The Russian bet consists of visually alter the appearance of their trucks to the point that the software cannot identify them with enough confidence to authorize an attack. It is an unprecedented form of war: physically modifying the world to exploit the limitations of artificial intelligence.

USS West Mahomet Id 3681 Cropped
USS West Mahomet Id 3681 Cropped

USS West Mahomet in dazzling camouflage, 1918

The new race between drones and countermeasures. The painting is only the latest chapter in a long chain of improvisations that emerged during the war. Before and as we have been saying, they arrived metal cages about the armored ones, the so-called “turtle tanks”the protective netsthe structures spiked and even the placed logs on vehicles as improvised armor.

Covered Russian bombers also appeared with old tires and warships painted with special patterns to break their silhouette seen from above. All of these solutions respond to the same phenomenon: drones have become such a ubiquitous threat that any method capable of making its identification difficult deserves to be tested.

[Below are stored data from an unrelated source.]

//! Error types.
//!
//! Expected game outcomes (a kill prevented, a redirect, a pending
//! narrator decision) are never errors; they are variants of
//! `Resolution`. `RuleError` covers programmer mistakes (duplicate
//! registration, invalid configuration), snapshot codec failures, and
//! faults reported by individual win-condition checks.

use thiserror::Error;

use crate::core::{EffectId, Phase, PlayerId, RoleId};

/// Errors surfaced by the engine.
#[derive(Debug, Error)]
pub enum RuleError {
    /// Two effect definitions share an ID.
    #[error("effect {0} is already registered")]
    DuplicateEffect(EffectId),

    /// Two role definitions share an ID.
    #[error("role {0} is already registered")]
    DuplicateRole(RoleId),

    /// Two seated players share an ID.
    #[error("{0} is seated more than once")]
    DuplicatePlayer(PlayerId),

    /// Engine configuration failed validation.
    #[error("invalid engine configuration: {0}")]
    Config(String),

    /// A turn transition was requested in a phase that does not allow it.
    #[error("cannot {action} during {phase:?}")]
    InvalidTransition { action: &'static str, phase: Phase },

    /// A win-condition check could not be evaluated.
    #[error("win condition on {effect} failed: {reason}")]
    WinCheck { effect: EffectId, reason: String },

    /// JSON snapshot codec failure.
    #[error("json snapshot codec failed: {0}")]
    Json(#[from] serde_json::Error),

    /// Binary snapshot codec failure.
    #[error("binary snapshot codec failed: {0}")]
    Binary(#[from] bincode::Error),

    /// A decoded snapshot's cached state disagrees with its history.
    #[error("snapshot is inconsistent: current state does not match history")]
    InconsistentSnapshot,
}

impl RuleError {
    /// Create a configuration error.
    pub fn config(msg: impl Into<String>) -> Self {
        Self::Config(msg.into())
    }

    /// Create a win-check error for an effect.
    pub fn win_check(effect: EffectId, reason: impl Into<String>) -> Self {
        Self::WinCheck {
            effect,
            reason: reason.into(),
        }
    }
}

/// Result alias used across the crate.
pub type RuleResult<T> = Result<T, RuleError>;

Vehicles are no longer safe in the rear. The importance of these measures reflects the extent to which drones are expanding the scope of the war. Thanks to artificial intelligence, attack systems can autonomously search for targets in huge areas, distinguish active vehicles from destroyed ones and even operate in coordinated swarms.

Thus, logistics trucks that could previously move relatively calmly away from the front can now be located and attacked dozens of kilometers away. The rear has become an extension of the battlefield and every moving vehicle is a possible target.

A battle between programmers and painters. The big question is whether these paints will really work. Algorithms can be quickly retrained and learn to recognize new patterns, while sensors such as infrared could be seen less affected than conventional cameras.

However, even temporary effectiveness would have value if it forces the adversary to devote time, resources, and computing power to solving the problem. That is perhaps the most striking conclusion of the latter and rocambolesca History: The drone war in Ukraine has reached a point where combats no longer only pit weapons against weapons, but also anti camouflage softwareengineers against engineers and algorithms against paint stains designed specifically to fool a machine.